**AIM OF THE TASK**
Please state how many lines in the records below contain the word "CatchPanicLayer", giving only the number.

--- TASK MATERIAL Enclosed Below ---

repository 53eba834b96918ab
pub mod charts;
pub mod prices;

use chrono::Utc;
use tracing::debug;

use crate::db::MarketStore;
use crate::error::Result;
use crate::filter::{freshness_cutoff, resolve_item_ids, resolve_locations};
use crate::types::{ChartSeries, PriceSummary};

pub use charts::chart_series;
pub use prices::price_summary;

/// Entry point for the read path. Takes plain strings, returns serializable
/// records; knows nothing about HTTP.
#[derive(Clone)]
pub struct PriceAggregator {
    store: MarketStore,
}

impl PriceAggregator {
    pub fn new(store: MarketStore) -> Self {
        Self { store }
    }

    pub async fn get_price_summaries(
        &self,
        item_patterns: &str,
        location_filter: &str,
        age_secs: i64,
    ) -> Result<Vec<PriceSummary>> {
        self.get_price_summaries_at(Utc::now().timestamp(), item_patterns, location_filter, age_secs)
            .await
    }

    /// Summaries for every resolved item × location, items outermost.
    /// Only a store connection failure is returned as an error.
    pub async fn get_price_summaries_at(
        &self,
        now: i64,
        item_patterns: &str,
        location_filter: &str,
        age_secs: i64,
    ) -> Result<Vec<PriceSummary>> {
        let mut conn = self.store.acquire().await?;
        let since = freshness_cutoff(now, age_secs);

        let locations = resolve_locations(location_filter);
        let item_ids = resolve_item_ids(&mut conn, item_patterns, since).await;

        let mut summaries = Vec::new();
        for item_id in &item_ids {
            for &location in &locations {
                if let Some(summary) = price_summary(&mut conn, item_id, location, since).await {
                    summaries.push(summary);
                }
            }
        }

        debug!(
            items = item_ids.len(),
            locations = locations.len(),
            results = summaries.len(),
            "Price summaries computed"
        );
        Ok(summaries)
    }

    pub async fn get_chart_series(
        &self,
        item_id: &str,
        location_filter: &str,
    ) -> Result<Vec<ChartSeries>> {
        let mut conn = self.store.acquire().await?;
        let locations = resolve_locations(location_filter);
        let series = chart_series(&mut conn, item_id, &locations).await;

        debug!(item_id, locations = locations.len(), results = series.len(), "Chart series computed");
        Ok(series)
    }
}
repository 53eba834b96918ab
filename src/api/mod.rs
pub mod routes;
pub mod view;
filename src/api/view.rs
//! HTML table rendering for the `/stats/view` endpoint.

use chrono::{DateTime, SecondsFormat, Utc};

use crate::types::PriceSummary;

const HEADERS: [&str; 10] = [
    "item_id",
    "city",
    "sell_price_min",
    "sell_price_min_date",
    "sell_price_max",
    "sell_price_max_date",
    "buy_price_min",
    "buy_price_min_date",
    "buy_price_max",
    "buy_price_max_date",
];

/// Cells for one row; same order as `HEADERS`.
fn cells(s: &PriceSummary) -> [String; 10] {
    [
        s.item_id.clone(),
        s.location.to_string(),
        s.sell_price_min.to_string(),
        date_cell(s.sell_price_min_date),
        s.sell_price_max.to_string(),
        date_cell(s.sell_price_max_date),
        s.buy_price_min.to_string(),
        date_cell(s.buy_price_min_date),
        s.buy_price_max.to_string(),
        date_cell(s.buy_price_max_date),
    ]
}

const HEAD: &str = r#"<html>
	<head>
		<style>
			table, th, td {
				border: 1px solid black;
				border-collapse: collapse;
			}
		</style>
	</head>
	<body>
		<table style='width:100%'>
"#;

const TAIL: &str = r#"		</table>
	</body>
</html>"#;

fn date_cell(at: Option<DateTime<Utc>>) -> String {
    at.map(|d| d.to_rfc3339_opts(SecondsFormat::Secs, true))
        .unwrap_or_default()
}

fn escape_html(raw: &str) -> String {
    let mut out = String::with_capacity(raw.len());
    for c in raw.chars() {
        match c {
            '&' => out.push_str("&amp;"),
            '<' => out.push_str("&lt;"),
            '>' => out.push_str("&gt;"),
            '"' => out.push_str("&quot;"),
            '\'' => out.push_str("&#39;"),
            _ => out.push(c),
        }
    }
    out
}

pub fn render_price_table(summaries: &[PriceSummary]) -> String {
    let mut html = String::from(HEAD);

    html.push_str("\t\t\t<tr>");
    for header in HEADERS {
        html.push_str(&format!("<th>{header}</th>"));
    }
    html.push_str("</tr>\n");

    for summary in summaries {
        html.push_str("\t\t\t<tr>");
        for cell in cells(summary) {
            html.push_str(&format!("<td>{}</td>", escape_html(&cell)));
        }
        html.push_str("</tr>\n");
    }

    html.push_str(TAIL);
    html
}
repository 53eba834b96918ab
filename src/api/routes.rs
use axum::{
    extract::{Path, Query, State},
    response::Html,
    routing::get,
    Json, Router,
};
use serde::Deserialize;
use tower_http::catch_panic::CatchPanicLayer;
use tower_http::cors::CorsLayer;
use tower_http::trace::TraceLayer;

use crate::aggregator::PriceAggregator;
use crate::api::view::render_price_table;
use crate::error::AppError;
use crate::types::{ChartSeries, PriceSummary};

#[derive(Clone)]
pub struct ApiState {
    pub aggregator: PriceAggregator,
    /// Freshness window used when a request has no usable `age`.
    pub default_age_secs: i64,
}

pub fn router(state: ApiState) -> Router {
    let routes = Router::new()
        .route("/", get(home))
        .route("/api/v1/stats/prices/:item", get(get_prices))
        .route("/api/v1/stats/view/:item", get(get_prices_view))
        .route("/api/v1/stats/charts/:item", get(get_charts));

    with_middleware(routes).with_state(state)
}

/// CORS, request tracing, and panic recovery (a panicking handler answers 500).
fn with_middleware(routes: Router<ApiState>) -> Router<ApiState> {
    routes
        .layer(CorsLayer::permissive())
        .layer(TraceLayer::new_for_http())
        .layer(CatchPanicLayer::new())
}

// ---------------------------------------------------------------------------
// Query param structs
// ---------------------------------------------------------------------------

#[derive(Deserialize)]
pub struct PricesQuery {
    pub locations: Option<String>,
    /// Seconds. Kept as a string so a malformed value falls back to the default.
    /// Negative values are passed through and select nothing.
    pub age: Option<String>,
}

#[derive(Deserialize)]
pub struct ChartsQuery {
    pub locations: Option<String>,
}

impl PricesQuery {
    fn age_secs(&self, default: i64) -> i64 {
        self.age
            .as_deref()
            .and_then(|a| a.trim().parse::<i64>().ok())
            .unwrap_or(default)
    }
}

// ---------------------------------------------------------------------------
// Handlers
// ---------------------------------------------------------------------------

async fn home() -> &'static str {
    "Nothing to show here"
}

async fn price_summaries(
    state: &ApiState,
    item: &str,
    params: &PricesQuery,
) -> Result<Vec<PriceSummary>, AppError> {
    let age = params.age_secs(state.default_age_secs);
    let locations = params.locations.as_deref().unwrap_or_default();
    state.aggregator.get_price_summaries(item, locations, age).await
}

async fn get_prices(
    State(state): State<ApiState>,
    Path(item): Path<String>,
    Query(params): Query<PricesQuery>,
) -> Result<Json<Vec<PriceSummary>>, AppError> {
    Ok(Json(price_summaries(&state, &item, &params).await?))
}

async fn get_prices_view(
    State(state): State<ApiState>,
    Path(item): Path<String>,
    Query(params): Query<PricesQuery>,
) -> Result<Html<String>, AppError> {
    let summaries = price_summaries(&state, &item, &params).await?;
    Ok(Html(render_price_table(&summaries)))
}

async fn get_charts(
    State(state): State<ApiState>,
    Path(item): Path<String>,
    Query(params): Query<ChartsQuery>,
) -> Result<Json<Vec<ChartSeries>>, AppError> {
    let locations = params.locations.as_deref().unwrap_or_default();
    let series = state.aggregator.get_chart_series(&item, locations).await?;
    Ok(Json(series))
}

--- End of Enclosed TASK MATERIAL ---

**EXPECTED ANSWER**
2